By Geir Hundal From: Tucson, AZ Feb 16, 2010 rating: 5.10
| Climbed this route today and was very disappointed at how closely packed in this climb is between its neighboring routes. The climbing is fairly interesting in the first two pitches, but its squashed-in nature takes its appeal away (for me). One benefit this climb may have is to serve as a passing lane for Peacemaker when it's crowded.
To add to the description by the OP:
Approach: From the point where the approach trail ends at the base of Absinthe of Mallet, head right. You will pass under Peacemaker after about 75 feet; it is easily distinguished by the row of bolts headed up a slab on its first pitch. Continue past Peacemaker and head uphill past a boulder on your right. The trail turns back toward the face and leads to a large staging area under Ides of Middlemarch. Drop your packs here. Rack up and scramble up and left to a ledge. Two bolt lines depart from this ledge, you will follow the left one.

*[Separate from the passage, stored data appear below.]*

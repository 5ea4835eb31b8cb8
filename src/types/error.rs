//! Unified error types for the sync engine
//!
//! This module defines error types that:
//! - Are serializable for host consumption
//! - Separate retryable transport failures from terminal ones
//! - Carry the offending field/value for wire-format errors

use serde::{Deserialize, Serialize};
use thiserror::Error;

/// Errors produced while decoding an inbound wire message.
///
/// Parse errors are local to the parser: they are never retried and always
/// name the offending field where one exists.
#[derive(Debug, Clone, PartialEq, Eq, Error, Serialize, Deserialize)]
#[serde(tag = "type")]
pub enum ParseError {
    #[error("unrecognized message body")]
    UnknownMessage,

    #[error("mandatory field missing: {field}")]
    MissingField { field: String },

    #[error("invalid value for field {field}: {value:?}")]
    FieldInvalid { field: String, value: String },
}

impl ParseError {
    pub fn missing(field: &str) -> Self {
        Self::MissingField {
            field: field.to_string(),
        }
    }

    pub fn invalid(field: &str, value: &str) -> Self {
        Self::FieldInvalid {
            field: field.to_string(),
            value: value.to_string(),
        }
    }
}

/// Authentication failure subtypes, derived from the server response text.
///
/// All of these are terminal: the sync queue never retries a task that
/// failed authentication.
#[derive(Debug, Clone, Copy, PartialEq, Eq, Serialize, Deserialize)]
pub enum AuthFailure {
    Blocked,
    UnknownUser,
    InvalidPassword,
    NotActivated,
    NotInitialized,
    NotProvisioned,
    UnknownClient,
    Unknown,
}

impl AuthFailure {
    pub fn as_str(&self) -> &'static str {
        match self {
            Self::Blocked => "user is blocked",
            Self::UnknownUser => "unknown user",
            Self::InvalidPassword => "invalid password",
            Self::NotActivated => "service not activated",
            Self::NotInitialized => "mailbox not initialized",
            Self::NotProvisioned => "service not provisioned",
            Self::UnknownClient => "unknown client",
            Self::Unknown => "unknown authentication failure",
        }
    }
}

impl std::fmt::Display for AuthFailure {
    fn fmt(&self, f: &mut std::fmt::Formatter<'_>) -> std::fmt::Result {
        f.write_str(self.as_str())
    }
}

/// Error type for sync tasks and protocol operations.
///
/// The sync queue classifies these on task failure: `Transport` is retried
/// against the task's attempt budget, `Authentication` is terminal, and
/// `Domain` is surfaced immediately without retry.
#[derive(Debug, Clone, PartialEq, Error, Serialize, Deserialize)]
#[serde(tag = "type", content = "message")]
pub enum SyncError {
    #[error("parse error: {0}")]
    Parse(#[from] ParseError),

    #[error("transport error: {0}")]
    Transport(String),

    #[error("authentication failed: {0}")]
    Authentication(AuthFailure),

    #[error("sync failed: {0}")]
    Domain(String),

    #[error("store error: {0}")]
    Store(String),

    #[error("invalid input: {0}")]
    InvalidInput(String),
}

/// Result type alias using SyncError
pub type Result<T> = std::result::Result<T, SyncError>;

#[cfg(test)]
mod tests {
    use super::*;

    #[test]
    fn test_parse_error_names_field() {
        let err = ParseError::invalid("t", "not-a-date");
        assert_eq!(
            err.to_string(),
            "invalid value for field t: \"not-a-date\""
        );
    }

    #[test]
    fn test_sync_error_serializes_tagged() {
        let err = SyncError::Transport("connection reset".to_string());
        let json = serde_json::to_string(&err).unwrap();
        assert!(json.contains("\"Transport\""));
        assert!(json.contains("connection reset"));
    }
}
impl SyncQueue {
    pub fn new(
        executor: Arc<dyn TaskExecutor>,
        accounts: Arc<dyn AccountStore>,
        events: EventSink,
        config: SyncConfig,
    ) -> Self {
        Self {
            inner: Arc::new(QueueInner {
                state: Mutex::new(QueueState {
                    active: None,
                    pending: VecDeque::new(),
                    greeting_failures: 0,
                    online: true,
                }),
                executor,
                accounts,
                events,
                config,
            }),
        }
    }

    /// Submit a task. If a task is already active the new one only
    /// enqueues; otherwise it starts immediately with a fresh attempt
    /// budget. Returns the task's identity token.
    pub async fn submit(&self, kind: TaskKind) -> Uuid {
        let task = SyncTask::new(kind);
        let id = task.id;

        let start = {
            let mut state = self.inner.state.lock().await;
            if state.active.is_some() {
                debug!(task = kind.label(), "task enqueued behind active task");
                state.pending.push_back(task);
                None
            } else {
                state.active = Some(ActiveTask::start(
                    task.clone(),
                    self.inner.config.max_retries,
                ));
                Some(task)
            }
        };

        if let Some(task) = start {
            tokio::spawn(drive(self.inner.clone(), task));
        }

        id
    }

    /// Drop the active task without touching the queued tail. In-flight
    /// I/O for the dropped task is not interrupted; its completion is
    /// ignored because the task is no longer the active one. The next
    /// queued task, if any, is promoted.
    pub async fn drop_current(&self) {
        let promoted = {
            let mut state = self.inner.state.lock().await;
            let Some(active) = state.active.take() else {
                return;
            };
            info!(task = active.task.kind.label(), "dropping active sync task");

            match state.pending.pop_front() {
                Some(next) => {
                    state.active = Some(ActiveTask::start(
                        next.clone(),
                        self.inner.config.max_retries,
                    ));
                    Some(next)
                }
                None => None,
            }
        };

        if let Some(task) = promoted {
            tokio::spawn(drive(self.inner.clone(), task));
        }
    }

    pub async fn status(&self) -> QueueStatus {
        let state = self.inner.state.lock().await;
        QueueStatus {
            active: state.active.as_ref().map(|a| a.task.kind),
            attempts_left: state.active.as_ref().map(|a| a.attempts_left),
            pending: state.pending.len(),
        }
    }
}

Pitch 1 (5.10, 115’): Climb easy terrain past several overlaps. The terrain steepens after a bulge and becomes more difficult (5.10). Follow the bolts up to a two bolt anchor.
Pitch 2 (5.10, 120’): Follow bolts upward on 5.7-5.9 terrain. A short, easy runout leads to a dike and more bolts. Continue up a few harder slab moves (5.10) to the left of a prominent brown stain. Continue to a two bolt anchor.
Pitch 3: (5.10, 200’): Pull a few difficult moves right from the belay (5.10), then sling a chickenhead and pick up a bolt line to the left of a prominent crack. Pull through some 5.10 slab and arrive at a stance as the angle backs off. Keep to the right (ignore the bolts on Peacemaker within easy reach). Climb up an easy crack and place a few pieces of gear passing two more bolts. Pull over an easy bulge and run it out 30 feet on easy terrain to a belay just right of a prominent tree.
There are a variety of endings available for this climb. At this time I don't think this climb has an independent ending; I'm pretty sure that the description in the OP is for the ending of Mad Cow Disease (one could also finish on Stampede, Ides, or Peacemaker). To continue as described in the OP, use these directions:
Transfer the belay up and left about 40’ to a two bolt anchor shared with Peacemaker.
Pitch 4 (5.10, 80’): From the belay anchor choose the bolt line to your right. Climb past 5 bolts, place a piece of gear, and then climb up a short, grungy crack to a two bolt anchor on your left.
Pitch 5: (5.10, 80’): Climb the bolt line up and left past five bolts on tricky slab (around 10c). Continue on easy terrain up and right past two more bolts to the summit.
Rack: Few pieces are needed for this heavily bolted line; I'd suggest a light rack of cams including 1" and 3.5". An assortment of cams < 1" is helpful for the easy crack on pitch 3.